Sans vouloir faire la leçon à nos collègues critiques de cinéma plus patentés que nous-même, le statut de ces films qui visent deux publics radicalement différents (pour ne pas dire aux antipodes l’un de l’autre) mériterait d’être mieux examiné. Ouaga Girls, par exemple, est centré sur quelques élèves d’une institution burkinabé destinée à former des jeunes femmes (uniquement des jeunes femmes) aux métiers de l’automobile, héritage probable de l’ère Sankara et de l’orthodoxie communiste suivant laquelle, rappelons-le, il n’y a pas de métier spécifiquement masculin ou spécifiquement féminin. Ces jeunes femmes se préparent précisément à devenir carrossières : que le terme choque en français indique suffisamment combien nous sommes – en France – restés loin, en pratique, d’une telle orthodoxie, malgré l’existence du PCF, ce parti ouvertement stalinien qui a dominé la gauche pendant plusieurs décennies. Aussi Ouaga Girls nous intrigue-t-il non seulement à cause de l’environnement dans lequel il est filmé – celui d’une grande ville africaine avec ses habitants dont l’apparence diffère autant de celle des Antillais que des « Français-de-France », ses maisons ou magasins sans étage protégés par des grilles, les « makis » toujours un peu glauques, les rues poussiéreuses, les myriades (pardon pour le cliché !) de deux roues, etc. – mais encore à cause de la manière dont il véhicule son idéologie féministe : que les femmes puissent être l’égale de l’homme dans tous les métiers nous apparaissant particulièrement incongru dans un pays où elles subissent si ouvertement la domination masculine avant le mariage (les grossesses non désirées) aussi bien qu’après car, ainsi que cela nous est rapporté par l’une d’elles : une fois que l’on vit « dans la cour » de son mari (qu’on l’a épousé), son pouvoir tend à devenir absolu.

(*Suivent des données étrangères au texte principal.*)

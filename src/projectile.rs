use bevy::prelude::*;

use crate::animation::AnimationController;
use crate::components::{
    Alive, Archetype, Body, Facing, GameConfig, GamePosition, Locomotion, SimStep, Velocity,
};
use crate::enemy::Combatant;
use crate::registry::ActorRegistry;

/// A fired projectile. Once its range is spent or it connects, it switches
/// to the explosion clip, stops moving, and keeps rendering until that clip
/// finishes; the registry then culls it.
#[derive(Component, Clone, Copy, Debug)]
pub struct Projectile {
    pub range_remaining: f32,
    pub damage: f32,
    pub ready_to_kill: bool,
}

impl Projectile {
    /// Do not call on a projectile that is already exploding.
    pub fn mark_ready_to_kill(&mut self, vel: &mut Velocity, anim: &mut AnimationController) {
        self.ready_to_kill = true;
        vel.x = 0.0;
        vel.y = 0.0;
        anim.play("explosion");
    }
}

pub fn fireball_bundle(
    config: &GameConfig,
    id: crate::registry::ActorId,
    pos: Vec2,
    velocity: Vec2,
) -> impl Bundle {
    (
        Archetype::FireProjectile,
        id,
        GamePosition::new(pos.x, pos.y),
        Velocity {
            x: velocity.x,
            y: velocity.y,
        },
        Facing {
            left: velocity.x < 0.0,
        },
        Body::new(Vec2::new(24.0, 16.0), Vec2::new(4.0, 2.0)),
        Locomotion::Air,
        Alive::default(),
        AnimationController::new("fire_projectile", "flight"),
        Projectile {
            range_remaining: config.projectile_range,
            damage: config.projectile_damage,
            ready_to_kill: false,
        },
    )
}

/// Spend range against this frame's displacement and run the explosion
/// lifecycle. Runs after movement, so a range shorter than one frame's
/// travel detonates on the projectile's very first update.
pub fn update_projectiles(
    time: Res<Time<Fixed>>,
    mut query: Query<(
        &mut Projectile,
        &mut Velocity,
        &mut AnimationController,
        &mut Alive,
    )>,
) {
    let dt = time.delta_secs();
    for (mut projectile, mut vel, mut anim, mut alive) in query.iter_mut() {
        if projectile.ready_to_kill {
            if anim.finished() {
                alive.0 = false;
            }
            continue;
        }
        let displacement = Vec2::new(vel.x, vel.y).length() * dt;
        projectile.range_remaining -= displacement;
        if projectile.range_remaining <= 0.0 {
            projectile.mark_ready_to_kill(&mut vel, &mut anim);
        }
    }
}

/// Drain queued fireball requests into live projectile entities.
pub fn spawn_requested_projectiles(
    mut commands: Commands,
    config: Res<GameConfig>,
    mut registry: ResMut<ActorRegistry>,
    mut shooters: Query<&mut Combatant>,
) {
    for mut combatant in shooters.iter_mut() {
        let Some(request) = combatant.fire_request.take() else {
            continue;
        };
        let id = registry.allocate();
        let entity = commands
            .spawn(fireball_bundle(&config, id, request.pos, request.velocity))
            .id();
        registry.bind(id, entity, Archetype::FireProjectile);
    }
}

pub struct ProjectilePlugin;

impl Plugin for ProjectilePlugin {
    fn build(&self, app: &mut App) {
        app.add_systems(
            FixedUpdate,
            (update_projectiles, spawn_requested_projectiles)
                .chain()
                .in_set(SimStep::Behavior)
                .after(crate::fsm::drive_state_machines),
        );
    }
}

Comment Ouaga Girls peut-il être reçu en Afrique subsaharienne ? Sans doute beaucoup de jeunes femmes prendront-elles les apprenties carrossières comme modèles tandis que beaucoup d’hommes se montreront sceptiques sinon hostiles. Ainsi ce film qui n’est pour nous qu’une sorte de conte exotique est-il selon toute vraisemblance un vrai objet de débat dans son milieu d’origine.
Ce film intéressant, quoi qu’il en soit, sur le fond, retient également l’attention par son écriture. On remarque en particulier la manière astucieuse de distiller quelques informations précises sur le Burkina-Faso par le biais d’une télévision qui débite son jet d’eau chaude là-bas comme ailleurs ; le camion des supporters du candidat à une élection, improbable semi-remorque croisé par l’une des jeunes femmes ; la séquence consacrée au concert d’un rappeur devant un public à majorité masculine qui semble passablement intimidé ; les images des jeunes femmes endormies pour la sieste sur les tables de leur salle de classe ou des même jeunes femmes accroupies se détachant en ombre chinoise sur le sable violemment éclairé de la cour de l’école.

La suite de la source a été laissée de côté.